“Jail inmates filled sandbag after sandbag to protect one of the many cities threatened by the swelling Mississippi River in the South as the river broke more 1930s flood records and crept higher Thursday. … Up and down the Big Muddy, farmers braced for a repeat of the desperate strategy employed earlier this week, when Army engineers blew up a levee and sacrificed vast stretches of farmland to protect populated areas upstream.”
They keep trying, but not even the corporate media can rewrite American history and American geography. The river known as the Big Muddy is the Missouri, not the Mississippi.
“Kutcher said, ‘I can’t replace Charlie Sheen but I’m going to work my ass off to entertain the h*** out of people!’ “
When I started in the newspaper business, mainstream papers would have used both a** and h*** in that quotation, if they didn’t delete the words entirely. As the language grew more casual and permissive, editors sometimes allowed “hell” to appear in print — “Under Gingrich, experts said, the House of Representatives went straight to hell” — but a** remained a**, if the editor knew his a** from a hole in the ground.

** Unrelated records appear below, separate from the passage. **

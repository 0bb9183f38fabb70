//! Path-based container handle.

use std::fs::File;
use std::io::{self, BufReader};
use std::path::{Path, PathBuf};

use zip::ZipArchive;

use super::{ContainerInfo, MemberInfo, ParseOptions, parse_reader};
use crate::format::detect::sniff;
use crate::format::detect_payload;
use crate::format::reader::BinaryReader;
use crate::model::{ParseOutcome, ParsedConfiguration};
use crate::write::{WriteOptions, WriteResult, write_container};
use crate::Result;

/// A container file on disk.
///
/// Holds only the path. Every call opens the file afresh, so a `Container`
/// never sees stale data and never keeps a handle open between calls.
#[derive(Debug, Clone, PartialEq, Eq)]
pub struct Container {
    path: PathBuf,
}

impl Container {
    /// Opens a container, checking that the path is a readable file.
    pub fn open(path: impl AsRef<Path>) -> Result<Self> {
        let path = path.as_ref().to_path_buf();
        let metadata = std::fs::metadata(&path)?;
        if !metadata.is_file() {
            return Err(io::Error::new(
                io::ErrorKind::InvalidInput,
                format!("{} is not a file", path.display()),
            )
            .into());
        }
        Ok(Self { path })
    }

    /// Returns the container path.
    pub fn path(&self) -> &Path {
        &self.path
    }

    /// Parses the container with default options.
    pub fn parse(&self) -> Result<ParseOutcome> {
        self.parse_with_options(&ParseOptions::default())
    }

    /// Parses the container.
    pub fn parse_with_options(&self, options: &ParseOptions) -> Result<ParseOutcome> {
        let file = BufReader::new(File::open(&self.path)?);
        parse_reader(file, options)
    }

    /// Describes the container members without parsing the payload.
    pub fn info(&self) -> Result<ContainerInfo> {
        let mut reader = BinaryReader::new(BufReader::new(File::open(&self.path)?));
        let signature = sniff(&mut reader)?;
        let file_size = reader.len()?;

        let mut archive = match ZipArchive::new(reader.into_inner()) {
            Ok(archive) => archive,
            Err(e) => {
                log::debug!("{} is not a ZIP container: {}", self.path.display(), e);
                return Ok(ContainerInfo {
                    file_size,
                    signature,
                    is_zip: false,
                    members: Vec::new(),
                    payload: None,
                    comment: None,
                });
            }
        };

        let payload = detect_payload(archive.file_names());
        let mut members = Vec::with_capacity(archive.len());
        for index in 0..archive.len() {
            let file = archive.by_index_raw(index)?;
            members.push(MemberInfo {
                name: file.name().to_string(),
                size: file.size(),
                compressed_size: file.compressed_size(),
                method: file.compression(),
                is_payload: payload.as_ref().is_some_and(|p| p.name == file.name()),
            });
        }

        let comment = (!archive.comment().is_empty())
            .then(|| String::from_utf8_lossy(archive.comment()).into_owned());

        Ok(ContainerInfo {
            file_size,
            signature,
            is_zip: true,
            members,
            payload,
            comment,
        })
    }

    /// Writes `config` back to `output`, using this container as the source.
    ///
    /// See [`write_container`] for the guarantees.
    pub fn write(
        &self,
        config: &mut ParsedConfiguration,
        output: impl AsRef<Path>,
    ) -> Result<WriteResult> {
        self.write_with_options(config, output, &WriteOptions::default())
    }

    /// Writes `config` back over this container.
    pub fn write_in_place(&self, config: &mut ParsedConfiguration) -> Result<WriteResult> {
        self.write_with_options(config, &self.path, &WriteOptions::default())
    }

    /// Writes `config` to `output` with explicit options.
    pub fn write_with_options(
        &self,
        config: &mut ParsedConfiguration,
        output: impl AsRef<Path>,
        options: &WriteOptions,
    ) -> Result<WriteResult> {
        write_container(&self.path, config, output.as_ref(), options)
    }
}
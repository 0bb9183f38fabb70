//! Host attributes of the re-encoded payload member.
//!
//! The zip writer records every member it encodes as created on Unix. Once
//! the archive is rebuilt, the payload's central directory record gets back
//! the host byte and external attribute word it had in the source, so DOS
//! and Windows attribute bits survive a write like those of raw-copied
//! members do.

use std::io::{self, Read, Seek, SeekFrom, Write};

use crate::format::reader::BinaryReader;

const EOCD_SIGNATURE: [u8; 4] = [0x50, 0x4B, 0x05, 0x06];
const CENTRAL_HEADER_SIGNATURE: u32 = 0x0201_4B50;
const EOCD_SIZE: usize = 22;

/// Offset of the host byte ("version made by", high byte) in a central header.
const HOST_OFFSET: u64 = 5;
/// Offset of the external attributes in a central header.
const EXTERNAL_OFFSET: u64 = 38;

/// Host system and external attributes of one member.
#[derive(Debug, Clone, Copy, PartialEq, Eq)]
pub(crate) struct HostAttributes {
    pub(crate) host: u8,
    pub(crate) external: u32,
}

#[derive(Debug, Clone, Copy)]
struct CentralRecord {
    offset: u64,
    attributes: HostAttributes,
}

/// Reads the attributes of `name` from an archive's central directory.
///
/// Returns `None` when the member is absent or the archive uses ZIP64
/// directory records.
pub(crate) fn read_attributes<R: Read + Seek>(
    inner: R,
    name: &str,
) -> io::Result<Option<HostAttributes>> {
    Ok(find_record(inner, name)?.map(|record| record.attributes))
}

/// Overwrites the attributes of `name` in a finished archive. Returns
/// whether anything changed.
pub(crate) fn restore_attributes<F: Read + Write + Seek>(
    file: &mut F,
    name: &str,
    attributes: HostAttributes,
) -> io::Result<bool> {
    let Some(record) = find_record(&mut *file, name)? else {
        log::debug!("no central record for '{}', attributes left as written", name);
        return Ok(false);
    };
    if record.attributes == attributes {
        return Ok(false);
    }

    file.seek(SeekFrom::Start(record.offset + HOST_OFFSET))?;
    file.write_all(&[attributes.host])?;
    file.seek(SeekFrom::Start(record.offset + EXTERNAL_OFFSET))?;
    file.write_all(&attributes.external.to_le_bytes())?;
    file.flush()?;
    log::debug!(
        "restored host {} attributes {:#010x} on '{}'",
        attributes.host,
        attributes.external,
        name
    );
    Ok(true)
}

fn find_record<R: Read + Seek>(inner: R, name: &str) -> io::Result<Option<CentralRecord>> {
    let mut reader = BinaryReader::new(inner);
    let Some((directory, entries)) = central_directory(&mut reader)? else {
        return Ok(None);
    };

    reader.seek(SeekFrom::Start(directory))?;
    for _ in 0..entries {
        let offset = reader.position()?;
        if reader.read_u32()? != CENTRAL_HEADER_SIGNATURE {
            return Ok(None);
        }
        let host = reader.read_u16()?.to_le_bytes()[1];
        reader.seek(SeekFrom::Current(22))?;
        let name_len = reader.read_u16()?;
        let extra_len = reader.read_u16()?;
        let comment_len = reader.read_u16()?;
        reader.seek(SeekFrom::Current(4))?;
        let external = reader.read_u32()?;
        reader.seek(SeekFrom::Current(4))?;

        let entry_name = reader.read_bytes(usize::from(name_len))?;
        if entry_name == name.as_bytes() {
            return Ok(Some(CentralRecord {
                offset,
                attributes: HostAttributes { host, external },
            }));
        }
        reader.seek(SeekFrom::Current(
            i64::from(extra_len) + i64::from(comment_len),
        ))?;
    }
    Ok(None)
}

/// Locates the central directory through the end-of-central-directory
/// record. The record is the last signature whose comment length reaches
/// exactly to the end of the input.
fn central_directory<R: Read + Seek>(
    reader: &mut BinaryReader<R>,
) -> io::Result<Option<(u64, u16)>> {
    let len = reader.len()?;
    let window = len.min((EOCD_SIZE + usize::from(u16::MAX)) as u64);
    let start = len - window;
    reader.seek(SeekFrom::Start(start))?;
    let tail = reader.read_bytes(window as usize)?;
    if tail.len() < EOCD_SIZE {
        return Ok(None);
    }

    let found = (0..=tail.len() - EOCD_SIZE).rev().find(|&at| {
        let comment_len = u16::from_le_bytes([tail[at + 20], tail[at + 21]]);
        tail[at..at + 4] == EOCD_SIGNATURE && at + EOCD_SIZE + usize::from(comment_len) == tail.len()
    });
    let Some(at) = found else {
        return Ok(None);
    };

    let entries = u16::from_le_bytes([tail[at + 10], tail[at + 11]]);
    let offset = u32::from_le_bytes([tail[at + 16], tail[at + 17], tail[at + 18], tail[at + 19]]);
    if entries == u16::MAX || offset == u32::MAX {
        log::debug!("ZIP64 central directory, member attributes not restored");
        return Ok(None);
    }
    Ok(Some((u64::from(offset), entries)))
}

Now, if the above quotation is typical, the pendulum has swung in a different direction. “Hell” has become “h***” again and “a**” has emerged, like a butterfly, as “ass.” I’m d***** if I know what to make of these changes. It may be that the language has loosened up to the point that nobody knows the rules on what’s permissible and what isn’t, maybe even to the point that there are no rules, or at least none that are widely followed. I know people who advocate the “anything goes” philosophy. I’m still of the “some things don’t” school, depending on the audience, but reaching a consensus on what those things are has become harder than ever.
Even if consensus emerges, people are free to ignore it. I expect that quite a few will not sanction ass in their own speech and writing.